There has been such an outpouring of reactions to Robin William’s death. I have found myself pouring over every article and finding comfort in the words of so many speaking out about mental health, but no one has said it better than Chaz Pazienza. As I read his article, If You live With Depression, You Understand Why Robin Williams Took His Own Life, I found myself absorbed in how he so eloquently describes what depression feels like.  His words capture the torture that depression brings:

I’ve battled depression for years, had that voice in my head — the voice that sounds just like my own voice — telling me that I’m worthless, hopeless, and damaged beyond repair.

How evil is a sickness that turns your own voice into your own worst enemy? When you hear that you are worthless over and over again, you believe it and the relief you can imagine is to give up.

So many people today are discussing how joyful and passionate Robin Williams was. His joy was infections and spread to everyone within reach of his voice.

“Imagine what it takes to convince a man of Robin Williams’s passion and character that life is often an exercise in punishing misery and death is the sensible answer to it. If you can do that, you can begin to grasp how deeply depression runs and how tragic its impact is.”

Today as you remember about how talented Robin was, how much joy and laughter that he brought to us,  think about how powerful the depression was that could extinguish such an amazing person’s light.

We have so far to go in battling depression and there is still so much to learn so we can find effective treatments. If you are interested in donating to mental health research, there are several foundations that are doing great work in this fight.

Anxiety and Depression Association of America 

Brain and Behavior Research Foundation 

National Alliance on Mental Health 

 

 

Raise Your Voice Louder Than Depression

I don’t know where to begin. The news that Robin Williams has passed away from suicide is devastating and brings so many different feelings. I am outraged that such a precious human had to die because of depression. I am sadden that so many are shocked because Robin Williams hid it so well, because he shouldn’t have had to. And sadly, I am grateful because the only good thing that can come from such a tragedy is the awareness that it brings to this disease and maybe one person won’t suffer in silence any longer.

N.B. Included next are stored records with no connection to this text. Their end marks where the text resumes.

#[cfg(test)]
mod tests {
    use super::*;
    use crate::builtin::Builtins;
    use crate::registry::{RegistryPlugin, TypeRegistry, ValidatorOptions, ValidatorRegistry};
    use serde_json::json;
    use std::sync::Arc;
    use tempfile::tempdir;

    struct Catalogue {
        types: TypeRegistry,
        validators: ValidatorRegistry,
    }

    impl Catalogue {
        fn new() -> Self {
            let mut types = TypeRegistry::new();
            let mut validators = ValidatorRegistry::new();
            Builtins.register(&mut types, &mut validators);
            Self { types, validators }
        }

        fn field(&self, name: &str, ty: &str) -> FieldSpec {
            let ty = self.types.get(ty).unwrap().bare(self.types.context()).unwrap();
            FieldSpec::new(name, FieldType::Scalar(ty))
        }

        fn binding(&self, name: &str, target: &str, options: ValidatorOptions, params: Value) -> ValidatorBinding {
            let params = params.as_object().cloned().unwrap();
            let validator = self
                .validators
                .get(name)
                .unwrap()
                .build(target, &options, &params)
                .unwrap();
            ValidatorBinding {
                name: name.to_string(),
                target: target.to_string(),
                options,
                params,
                validator,
            }
        }
    }

    fn map(value: Value) -> Map<String, Value> {
        value.as_object().cloned().unwrap()
    }

    fn range_type(cat: &Catalogue) -> RecordType {
        RecordType::new(
            "range_t",
            vec![cat.field("min", "PositiveInt"), cat.field("max", "PositiveInt")],
            vec![cat.binding("range_check", "max", ValidatorOptions::default(), json!({"min_key": "min"}))],
            &[Capability::Io],
        )
        .unwrap()
    }

    #[test]
    fn test_instantiate_and_access() {
        let cat = Catalogue::new();
        let record = range_type(&cat).instantiate(&map(json!({"min": 1, "max": 5}))).unwrap();
        assert_eq!(record.get_value("min"), Some(&json!(1)));
        assert_eq!(record.get_value("max"), Some(&json!(5)));
        assert!(record.get_record("min").is_none());
        assert_eq!(record.to_value(), json!({"min": 1, "max": 5}));
    }

    #[test]
    fn test_errors_are_collected() {
        let cat = Catalogue::new();
        let ty = range_type(&cat);

        let err = ty.instantiate(&map(json!({"min": -1, "extra": 0}))).unwrap_err();
        let Error::Validation(errors) = err else {
            panic!("expected validation errors");
        };
        let paths: Vec<&str> = errors.iter().map(|e| e.path.as_str()).collect();
        assert_eq!(paths, ["$.extra", "$.min", "$.max"]);
        assert_eq!(errors.errors[2].message, "field required");

        let err = ty.instantiate(&map(json!({"min": 10, "max": 5}))).unwrap_err();
        let Error::Validation(errors) = err else {
            panic!("expected validation errors");
        };
        assert_eq!(errors.errors[0].rule.as_deref(), Some("range_check"));
        assert_eq!(errors.errors[0].message, "bad range: 10 > 5");
    }

    #[test]
    fn test_defaults_skip_validators_unless_always() {
        let cat = Catalogue::new();
        let lenient = RecordType::new(
            "t",
            vec![cat.field("level", "int").with_default(json!(9))],
            vec![cat.binding("threshold", "level", ValidatorOptions::default(), json!({"threshold": 5}))],
            &[],
        )
        .unwrap();
        let record = lenient.instantiate(&Map::new()).unwrap();
        assert_eq!(record.get_value("level"), Some(&json!(9)));
        assert!(lenient.instantiate(&map(json!({"level": 9}))).is_err());

        let always = ValidatorOptions { pre: false, always: true };
        let strict = RecordType::new(
            "t",
            vec![cat.field("level", "int").with_default(json!(9))],
            vec![cat.binding("threshold", "level", always, json!({"threshold": 5}))],
            &[],
        )
        .unwrap();
        assert!(strict.instantiate(&Map::new()).is_err());
    }

    #[test]
    fn test_null_default_is_optional() {
        let cat = Catalogue::new();
        let ty = RecordType::new(
            "opts_t",
            vec![cat.field("moreopts", "Any").with_default(Value::Null)],
            vec![],
            &[],
        )
        .unwrap();
        let record = ty.instantiate(&Map::new()).unwrap();
        assert_eq!(record.get_value("moreopts"), Some(&Value::Null));
    }

    #[test]
    fn test_pre_validator_sees_raw_input() {
        let cat = Catalogue::new();
        let seen_raw = ValidatorBinding {
            name: "no_strings".to_string(),
            target: "count".to_string(),
            options: ValidatorOptions { pre: true, always: false },
            params: Map::new(),
            validator: Arc::new(|subject: &Value, _: &Map<String, Value>| {
                if subject.is_string() {
                    Err("strings are not accepted".to_string())
                } else {
                    Ok(())
                }
            }),
        };
        let ty = RecordType::new("t", vec![cat.field("count", "int")], vec![seen_raw], &[]).unwrap();

        let Error::Validation(errors) = ty.instantiate(&map(json!({"count": "3"}))).unwrap_err() else {
            panic!("expected validation errors");
        };
        assert_eq!(errors.len(), 1);
        assert_eq!(errors.errors[0].message, "strings are not accepted");
    }

    #[test]
    fn test_nested_record_paths_and_lookup() {
        let cat = Catalogue::new();
        let inner = RecordType::new(
            "zero_sum_total_t",
            vec![cat.field("foo", "PositiveInt"), cat.field("bar", "PositiveInt")],
            vec![cat.binding("zero_sum", "", ValidatorOptions::default(), json!({"total": 15}))],
            &[],
        )
        .unwrap();
        let outer = RecordType::new(
            "config_t",
            vec![FieldSpec::new("zero_sum_total", FieldType::Record(inner))],
            vec![],
            &[Capability::Io],
        )
        .unwrap();

        let record = outer
            .from_document(&json!({"zero_sum_total": {"foo": 5, "bar": 10}}))
            .unwrap();
        assert_eq!(
            record.lookup("zero_sum_total.bar"),
            Some(&FieldValue::Value(json!(10)))
        );
        assert!(record.lookup("zero_sum_total.nope").is_none());

        let Error::Validation(errors) = outer
            .from_document(&json!({"zero_sum_total": {"foo": 15, "bar": 10}}))
            .unwrap_err()
        else {
            panic!("expected validation errors");
        };
        assert_eq!(errors.errors[0].path, "$.zero_sum_total");
        assert!(errors.errors[0].message.contains("do not add up"));

        assert!(outer.from_document(&json!([1, 2])).is_err());
        assert!(outer.from_document(&json!({"zero_sum_total": 3})).is_err());
    }

    #[test]
    fn test_io_requires_capability() {
        let cat = Catalogue::new();
        let plain = RecordType::new("inner_t", vec![cat.field("x", "int")], vec![], &[]).unwrap();

        let err = plain.from_document(&json!({"x": 1})).unwrap_err();
        assert!(matches!(err, Error::MissingCapability { .. }));

        let record = plain.instantiate(&map(json!({"x": 1}))).unwrap();
        assert!(matches!(record.to_mapping(), Err(Error::MissingCapability { .. })));
    }

    #[test]
    fn test_yaml_and_json_round_trip() {
        let cat = Catalogue::new();
        let ty = range_type(&cat);
        let record = ty.instantiate(&map(json!({"min": 2, "max": 7}))).unwrap();
        let dir = tempdir().unwrap();

        let yaml = dir.path().join("range.yaml");
        record.write_yaml(&yaml).unwrap();
        assert_eq!(ty.read_yaml(&yaml).unwrap(), record);

        let json_path = dir.path().join("range.json");
        record.write_json(&json_path).unwrap();
        assert_eq!(ty.read_json(&json_path).unwrap(), record);
        assert_eq!(ty.read_file(&json_path).unwrap(), record);
    }
}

For anyone who has not experienced suicidal thoughts, it is so difficult to understand how things can get that bad. It’s not the “things” that you would expect, like losing a job or a break up,  that push you towards suicide, it is when the depression gets so loud that you can’t hear your rational thoughts any more. Depression manifests itself in so many ways but one of the worst ways is that it takes over your thoughts.  Your brain is taken hostage by a different voice than your own and this voice takes every thought you have and turns it negative. To make matters worse, it churns out these negative thoughts at a rapid pace so that you can’t correct the negative thoughts with rational ones.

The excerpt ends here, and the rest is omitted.